U.S. breaks daily record with more than 187,000 new COVID-19 cases

U.S. sets daily record with over 187,000 new COVID-19 cases
U.S. sets daily record with over 187,000 new ... 04:00

The U.S. recorded 187,000 new virus cases on Thursday, hitting a new single-day record, according to data from Johns Hopkins University. More than 2,000 Americans have been reported dead because of the coronavirus in just the past 24 hours, and 80,000 more are hospitalized. 

CBS News has learned teams of scientists are now poring through Pfizer's testing data in an around-the-clock effort to deliver a vaccine. Pfizer is hoping for approval from the Food and Drug Administration that could supply as many as 50 million doses by the end of the year. This, as the nation reels from another record-shattering spike in cases while people also scramble to get tested in time for the holidays.

On Thursday, the Centers for Disease Control and Prevention urged Americans to avoid Thanksgiving travel, but the guidance came too late for an estimated 50 million who've already made plans.

"You could potentially be infected immediately after you have that test and any time after that," said Dr. Anne Rimoin, an epidemiologist with the UCLA School of Public Health.

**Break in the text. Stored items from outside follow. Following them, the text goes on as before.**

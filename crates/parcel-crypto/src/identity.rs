//! Identity key generation and lifecycle.
//!
//! Each device holds one active long-term X25519 key pair, generated on first
//! use. Older pairs are deactivated rather than deleted so history survives
//! rotation and backup restores.

use std::fmt;
use std::sync::Arc;

use parcel_protocol::codec::encode_b64;
use serde::{Deserialize, Serialize};
use tokio::sync::Mutex;
use tracing::{debug, info};
use x25519_dalek::{PublicKey, StaticSecret};
use zeroize::Zeroizing;

use crate::aead::random_bytes;
use crate::clock::Clock;
use crate::error::CryptoError;
use crate::kdf::sha256;
use crate::stores::{KeyRepository, SessionRepository};

/// Exported X25519 key length, public and private.
pub const KEY_LEN: usize = 32;

/// Bytes of the public key hash used for the key id.
const KEY_ID_LEN: usize = 8;

/// A device's long-term key pair as stored locally.
#[derive(Clone, Serialize, Deserialize)]
pub struct IdentityKeyPair {
    /// Hex of the first 8 bytes of SHA-256(public key).
    pub id: String,
    /// 32-byte X25519 public key.
    pub public_key: Vec<u8>,
    /// 32-byte X25519 private key.
    pub private_key: Zeroizing<Vec<u8>>,
    /// Unix millis.
    pub created_at: u64,
    pub is_active: bool,
    pub device_label: Option<String>,
    pub last_used_at: Option<u64>,
}

impl fmt::Debug for IdentityKeyPair {
    fn fmt(&self, f: &mut fmt::Formatter<'_>) -> fmt::Result {
        f.debug_struct("IdentityKeyPair")
            .field("id", &self.id)
            .field("public_key", &encode_b64(&self.public_key))
            .field("private_key", &"<redacted>")
            .field("created_at", &self.created_at)
            .field("is_active", &self.is_active)
            .field("device_label", &self.device_label)
            .field("last_used_at", &self.last_used_at)
            .finish()
    }
}

impl IdentityKeyPair {
    /// Public key in the base64 form carried on the wire.
    pub fn public_key_b64(&self) -> String {
        encode_b64(&self.public_key)
    }
}

/// Stable short id for a public key.
pub fn key_id(public_key: &[u8]) -> String {
    sha256(public_key)[..KEY_ID_LEN]
        .iter()
        .map(|b| format!("{b:02x}"))
        .collect()
}

/// Generate a fresh key pair. Touches nothing but the RNG.
pub fn generate_identity_key_pair(created_at: u64) -> Result<IdentityKeyPair, CryptoError> {
    let private_bytes = Zeroizing::new(random_bytes::<KEY_LEN>()?);
    let secret = StaticSecret::from(*private_bytes);
    let public = PublicKey::from(&secret);
    let public_key = public.as_bytes().to_vec();

    Ok(IdentityKeyPair {
        id: key_id(&public_key),
        public_key,
        private_key: Zeroizing::new(secret.to_bytes().to_vec()),
        created_at,
        is_active: true,
        device_label: None,
        last_used_at: None,
    })
}

/// Parse an exported private key.
pub fn secret_from_bytes(bytes: &[u8]) -> Result<StaticSecret, CryptoError> {
    let raw: [u8; KEY_LEN] = bytes.try_into().map_err(|_| {
        CryptoError::InvalidKey(format!(
            "private key must be {KEY_LEN} bytes, got {}",
            bytes.len()
        ))
    })?;
    Ok(StaticSecret::from(raw))
}

/// Parse a peer's exported public key.
pub fn public_key_from_bytes(bytes: &[u8]) -> Result<PublicKey, CryptoError> {
    let raw: [u8; KEY_LEN] = bytes.try_into().map_err(|_| {
        CryptoError::KeyAgreement(format!(
            "public key must be {KEY_LEN} bytes, got {}",
            bytes.len()
        ))
    })?;
    Ok(PublicKey::from(raw))
}

/// Owns the active identity key pair.
///
/// Every path that changes which pair is active goes through `writer`, so
/// readers never observe two active pairs.
pub struct IdentityKeyManager {
    keys: Arc<dyn KeyRepository>,
    sessions: Arc<dyn SessionRepository>,
    clock: Arc<dyn Clock>,
    writer: Mutex<()>,
}

impl IdentityKeyManager {
    pub fn new(
        keys: Arc<dyn KeyRepository>,
        sessions: Arc<dyn SessionRepository>,
        clock: Arc<dyn Clock>,
    ) -> Self {
        Self {
            keys,
            sessions,
            clock,
            writer: Mutex::new(()),
        }
    }

    /// Purge expired sessions, then return the active pair, creating one if
    /// none exists.
    pub async fn initialize_identity_keys(&self) -> Result<IdentityKeyPair, CryptoError> {
        let now = self.clock.now_millis();
        let swept = self.sessions.delete_expired(now).await?;
        if swept > 0 {
            debug!(swept, "expired sessions removed");
        }

        let _guard = self.writer.lock().await;
        if let Some(active) = self.keys.get_active().await? {
            return Ok(active);
        }

        let pair = generate_identity_key_pair(now)?;
        self.keys.replace_active(&pair).await?;
        info!(key_id = %pair.id, "generated identity key pair");
        Ok(pair)
    }

    pub(crate) fn now_millis(&self) -> u64 {
        self.clock.now_millis()
    }

    pub async fn key(&self, id: &str) -> Result<Option<IdentityKeyPair>, CryptoError> {
        Ok(self.keys.get(id).await?)
    }

    pub async fn active_key_pair(&self) -> Result<Option<IdentityKeyPair>, CryptoError> {
        Ok(self.keys.get_active().await?)
    }

    /// The active pair, or `KeyUnavailable`.
    pub async fn require_active(&self) -> Result<IdentityKeyPair, CryptoError> {
        self.keys
            .get_active()
            .await?
            .ok_or(CryptoError::KeyUnavailable)
    }

    /// Replace the active pair with a freshly generated one.
    ///
    /// Sessions derived from the old key are dropped, so the next message to
    /// each peer runs a new key agreement.
    pub async fn rotate_identity_keys(&self) -> Result<IdentityKeyPair, CryptoError> {
        let pair = generate_identity_key_pair(self.clock.now_millis())?;
        self.install(&pair).await?;
        info!(key_id = %pair.id, "identity key pair rotated");
        Ok(pair)
    }

    /// Make `pair` the only active pair and forget sessions bound to the
    /// previous one.
    pub(crate) async fn install(&self, pair: &IdentityKeyPair) -> Result<IdentityKeyPair, CryptoError> {
        let _guard = self.writer.lock().await;
        let mut active = pair.clone();
        active.is_active = true;
        self.keys.replace_active(&active).await?;
        let cleared = self.sessions.clear().await?;
        debug!(key_id = %active.id, cleared, "installed active identity key");
        Ok(active)
    }

    /// Metadata writes rewrite the whole record, so they take `writer` too;
    /// otherwise a stale `is_active` could land after a rotation.
    pub async fn set_device_label(&self, id: &str, label: Option<String>) -> Result<(), CryptoError> {
        let _guard = self.writer.lock().await;
        let mut pair = self
            .keys
            .get(id)
            .await?
            .ok_or(CryptoError::KeyUnavailable)?;
        pair.device_label = label;
        self.keys.update(&pair).await?;
        Ok(())
    }

    /// Stamp the active pair's `last_used_at` with the current time.
    pub async fn touch_active(&self) -> Result<(), CryptoError> {
        let _guard = self.writer.lock().await;
        let mut pair = self.require_active().await?;
        pair.last_used_at = Some(self.clock.now_millis());
        self.keys.update(&pair).await?;
        Ok(())
    }

    /// Every stored pair, oldest first.
    pub async fn key_history(&self) -> Result<Vec<IdentityKeyPair>, CryptoError> {
        Ok(self.keys.list().await?)
    }
}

When asked if it's safe for people to travel to see their families together for this holiday,  Rimoin replied, "There's no zero-risk scenario here."

In Southern California, nearly 10,000 people a day are going to Dodger Stadium, waiting in long lines to get tested. Many of them are planning on traveling for Thanksgiving. Meanwhile, a curfew goes into effect in Los Angeles at 10 p.m. on Friday. If coronavirus cases aren't contained, a full lockdown could be ordered by Sunday.

Another Thanksgiving reality is the growing number of those going hungry. The Los Angeles Regional Food Bank said demand this year is up 145%. In Dallas on Friday, a line of people in their cars waiting to receive Thanksgiving turkeys stretched for miles.

El Paso County
Bodies wrapped in plastic line the walls inside a refrigerated trailer used as a mobile morgue in El Paso on November 13, 2020. JUSTIN HAMEL/AFP via Getty

There is a gruesome sign of the times in El Paso, Texas, where so many have died that the county is now posting job openings for morgue attendants.

In Oregon, mobile morgues are now in place along with new surge tents. In that state, they're setting daily records not just for COVID-19 cases but also for hospitalizations and deaths.

Hard-hit North Dakota is now getting 60 Air Force nurses to help relieve exhausted workers. The state now has 18.2 coronavirus deaths per million residents, one of the highest daily COVID-19 death tolls per capita — not just in the nation, but the world, according to the Federation of American Scientists.

Theresa Weiler, the supervisor of a COVID-19 ward at Marshfield Medical Center in Wisconsin, described the unrelenting stress to CBS News.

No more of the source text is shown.